Istituto di Metodologia catechetica
Corso di aggiornamento per insegnanti di religione


Il gruppo-classe e le dinamiche relazionali

Il 16 marzo scorso, si è realizzato un incontro assembleare di verifica intermedia del Corso di aggiornamento per insegnanti di religione sul tema: Per imparare a meglio gestire il gruppo classe.
L'appuntamento, previsto dal calendario, è stato organizzato dalla prof.ssa Maria Luisa Mazzarello, direttrice dell'Ufficio Scuola della Diocesi di Porto-S. Rufina, in collaborazione con la Facoltà di Scienze dell'Educazione Auxilium e ha preso visione e condiviso il lavoro svolto dagli insegnanti di religione di tutti i gradi scolastici che hanno partecipato al Corso.
«Con la scelta di tale tema - ha rilevato S.E. Mons. Gino Reali, Ordinario della Diocesi di Porto-S.Rufina - si è voluto dare una risposta originale e creativa alla Lettera di Benedetto XVI sul compito urgente dell'educazione, inviata lo scorso anno alla Diocesi e alla Città di Roma». Più specificatamente, gli insegnanti hanno individuato la classe quale "luogo" in cui poter contribuire alla crescita armonica dei ragazzi, favorendo un clima più umano. A tale scopo, tutti i tredici gruppi di Laboratorio si sono impegnati a favorire lo stare insieme a scuola affinché si trovino a loro agio grazie alla messa in atto di buone dinamiche relazionali.


Il modello laboratoriale per la formazione in servizio

La verifica ha riguardato sia i risultati della sperimentazione fatta dagli insegnanti nella propria classe, sia la validità del modello laboratoriale assunto, da oltre un decennio, per la formazione in servizio.
Come già costatato negli anni precedenti, anche in questa occasione gli esiti sono stati soddisfacenti.
Le relazioni, tenute dai quattro coordinatori di ambito - Pasqua Perrone, Carlo Narducci, Floriana Giannini, Giuseppe Cursio - hanno rilevato come la formazione in servizio sostenuta da lezioni frontali e da attività di laboratorio sia vincente. Essa esprime la volontà del gruppo di maturare in cultura e competenze pedagogiche e didattiche mediante una ricerca-azione permanente, dove la teoria cresce a confronto con la pratica e la pratica si arricchisce con la teoria.

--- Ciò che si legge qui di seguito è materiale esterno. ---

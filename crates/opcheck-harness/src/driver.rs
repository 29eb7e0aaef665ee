//! Execution and comparison driver.
//!
//! Per case: provision inputs, build the module, run the eager reference,
//! trace, check the expected operator tag, convert, optionally serialize and
//! reload the IR, execute it and compare. Nothing outlives the case.

use crate::cases::TestCase;
use crate::compare::{compare_outputs, Mismatch};
use crate::config::HarnessConfig;
use crate::error::Result;
use crate::provision::InputProvisioner;
use opcheck_core::Tensor;
use opcheck_frontend::{trace_module, ConvertOptions, Converter, FrameworkModel, Module};
use opcheck_ir::{InferenceSession, ModelLoader, ModelSerializer, SessionOptions};
use std::sync::Arc;
use std::time::{Duration, Instant};
use tracing::{debug, debug_span, info, warn};

/// Final state of a case.
#[derive(Debug, Clone)]
pub enum CaseStatus {
    /// Outputs matched within tolerance.
    Passed,
    /// Outputs were produced but did not match.
    Failed(Mismatch),
    /// Tracing, conversion or execution failed.
    Error(String),
}

impl CaseStatus {
    /// Whether the case passed.
    pub fn is_passed(&self) -> bool {
        matches!(self, CaseStatus::Passed)
    }
}

/// Result of one case.
#[derive(Debug, Clone)]
pub struct CaseResult {
    /// Suite the case belongs to.
    pub suite: String,
    /// Stable case id.
    pub case_id: String,
    /// Outcome.
    pub status: CaseStatus,
    /// Wall time spent on the case.
    pub duration: Duration,
}

/// Runs cases against a fixed configuration.
pub struct Driver {
    config: HarnessConfig,
    converter: Converter,
    session_options: SessionOptions,
}

impl Driver {
    /// Create a driver for `config`.
    pub fn new(config: HarnessConfig) -> Self {
        let mut convert_options = ConvertOptions::new().with_producer("opcheck-harness");
        if let Some(version) = config.ir_version {
            convert_options = convert_options.with_ir_version(version);
        }
        let session_options = SessionOptions::new()
            .with_device(config.device)
            .with_precision(config.precision);
        Self {
            converter: Converter::new(convert_options),
            session_options,
            config,
        }
    }

    /// Configuration in effect.
    pub fn config(&self) -> &HarnessConfig {
        &self.config
    }

    /// Run `case`, drawing inputs from sampling stream `stream`.
    ///
    /// Authoring errors (bad parameters, impossible shapes) are returned as
    /// `Err`; everything after provisioning is folded into the status.
    pub fn run_case(&self, case: &TestCase, stream: u64) -> Result<CaseResult> {
        let _span = debug_span!("case", suite = case.suite, id = %case.id).entered();
        let start = Instant::now();
        case.params.validate(&case.id)?;
        let specs = case.params.input_specs()?;
        let mut provisioner = InputProvisioner::with_stream(self.config.provision.clone(), stream)?;
        let inputs = provisioner.provision(&case.id, &specs)?;

        let built = case.params.build_module();
        let named: Vec<(String, Tensor)> =
            case.params.input_names().into_iter().zip(inputs).collect();
        let status = self.check_module(&case.id, built.module.as_ref(), &built.op_tag, &named);

        match &status {
            CaseStatus::Passed => debug!("PASS {}", case.id),
            CaseStatus::Failed(mismatch) => warn!("FAIL {}: {}", case.id, mismatch),
            CaseStatus::Error(err) => warn!("ERROR {}: {}", case.id, err),
        }
        Ok(CaseResult {
            suite: case.suite.to_string(),
            case_id: case.id.clone(),
            status,
            duration: start.elapsed(),
        })
    }

    /// Check one module on named inputs, folding errors into the status.
    pub fn check_module(
        &self,
        name: &str,
        module: &dyn Module,
        op_tag: &str,
        inputs: &[(String, Tensor)],
    ) -> CaseStatus {
        match self.try_check(name, module, op_tag, inputs) {
            Ok(None) => CaseStatus::Passed,
            Ok(Some(mismatch)) => CaseStatus::Failed(mismatch),
            Err(err) => CaseStatus::Error(err.to_string()),
        }
    }

    fn try_check(
        &self,
        name: &str,
        module: &dyn Module,
        op_tag: &str,
        inputs: &[(String, Tensor)],
    ) -> Result<Option<Mismatch>> {
        let tensors: Vec<Tensor> = inputs.iter().map(|(_, t)| t.clone()).collect();
        let expected = module.forward(&tensors)?;

        let traced = trace_module(module, name, inputs)?;
        if !traced.contains_op(op_tag) {
            return Ok(Some(Mismatch::MissingOperator {
                op_tag: op_tag.to_string(),
                found: traced.op_tags(),
            }));
        }

        self.try_converted(&traced, &tensors, &expected)
    }

    /// Convert an already traced model, execute it on `inputs` and compare
    /// against `expected`, folding errors into the status.
    pub fn check_traced(
        &self,
        traced: &FrameworkModel,
        inputs: &[Tensor],
        expected: &[Tensor],
    ) -> CaseStatus {
        match self.try_converted(traced, inputs, expected) {
            Ok(None) => CaseStatus::Passed,
            Ok(Some(mismatch)) => CaseStatus::Failed(mismatch),
            Err(err) => CaseStatus::Error(err.to_string()),
        }
    }

    fn try_converted(
        &self,
        traced: &FrameworkModel,
        inputs: &[Tensor],
        expected: &[Tensor],
    ) -> Result<Option<Mismatch>> {
        let mut ir = self.converter.convert(traced)?;
        if let Some(version) = self.config.ir_version {
            let bytes = ModelSerializer::to_bytes(&ir, version)?;
            debug!(
                "Round-tripping {} through {} bytes of IR v{}",
                traced.name,
                bytes.len(),
                version
            );
            ir = ModelLoader::load_from_bytes(&bytes)?;
        }

        let session = InferenceSession::new(Arc::new(ir), self.session_options.clone())?;
        let actual = session.run_ordered(inputs)?;
        compare_outputs(expected, &actual, self.config.effective_tolerance())
    }
}

/// Run `cases` in table order, in parallel when configured.
pub fn run_cases(driver: &Driver, cases: &[TestCase]) -> Result<Vec<CaseResult>> {
    use rayon::prelude::*;

    info!(
        "Running {} cases ({}, {}, parallel={})",
        cases.len(),
        driver.config.device,
        driver.config.precision,
        driver.config.parallel
    );
    if driver.config.parallel {
        cases
            .par_iter()
            .enumerate()
            .map(|(i, case)| driver.run_case(case, i as u64))
            .collect()
    } else {
        cases
            .iter()
            .enumerate()
            .map(|(i, case)| driver.run_case(case, i as u64))
            .collect()
    }
}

Gli ambiti relazionali specifici su cui gli insegnanti della scuola dell'infanzia e primaria hanno lavorato, applicando opportune strategie educative, si sono rilevati altamente opportuni e validi punti di partenza, aperti a ulteriori sviluppi: accoglienza, attenzione, ascolto, motivazione, rispetto.
Gli interventi realizzati nella scuola secondaria per migliorare il clima della classe, per elaborare delle regole condivise, per sensibilizzare a una lettura delle proprie emozioni e di quelle degli altri, per aiutare a gestire i conflitti hanno, nel concreto del processo educativo, rappresentato strategie formative che si sono rilevate efficaci.


Stile comunicativo e relazionale

Il ricco materiale offerto dai laboratori è stato valorizzato dalla prof.ssa Milena Stevani, quale contributo significativo al problema dell'emergenza educativa. È emersa la stretta connessione tra "contenuto da apprendere" e "relazione", mentre si è rilevata l'importanza dello stile comunicativo e relazionale quale "ambiente" che predispone la classe all'insegnamento-apprendimento.
La prof.ssa Stevani ha pure richiamato alcune linee-guida inerenti a ogni processo di cambiamento sia personale che di gruppo:

  • la gradualità, mediante percorsi sequenziali bene orientati e perseguiti con costanza;

  • la motivazione al cambiamento, attuando interventi che rispondano ai bisogni del gruppo;

  • molta flessibilità, adattando gli interventi alle situazioni specifiche e concrete, ai tempi di comprensione dei singoli alunni o del gruppo;

  • consolidamento, per dare sufficiente stabilità a quanto si sta modificando a livello comportamentale, anche con la ripetizione di interventi educativi.



Un presente che apre al futuro

Il processo di cambiamento appena iniziato richiede continuità per valorizzare la preziosa risorsa del gruppo classe, "luogo" educativo privilegiato per maturare atteggiamenti di reciproca accoglienza e rispetto.
Per questo il 31 marzo è fissato un incontro presso la Facoltà di Scienze dell'Educazione Auxilium con l'Équipe dei formatori per riflettere e progettare le attività per il prossimo a.s. 2009/2010.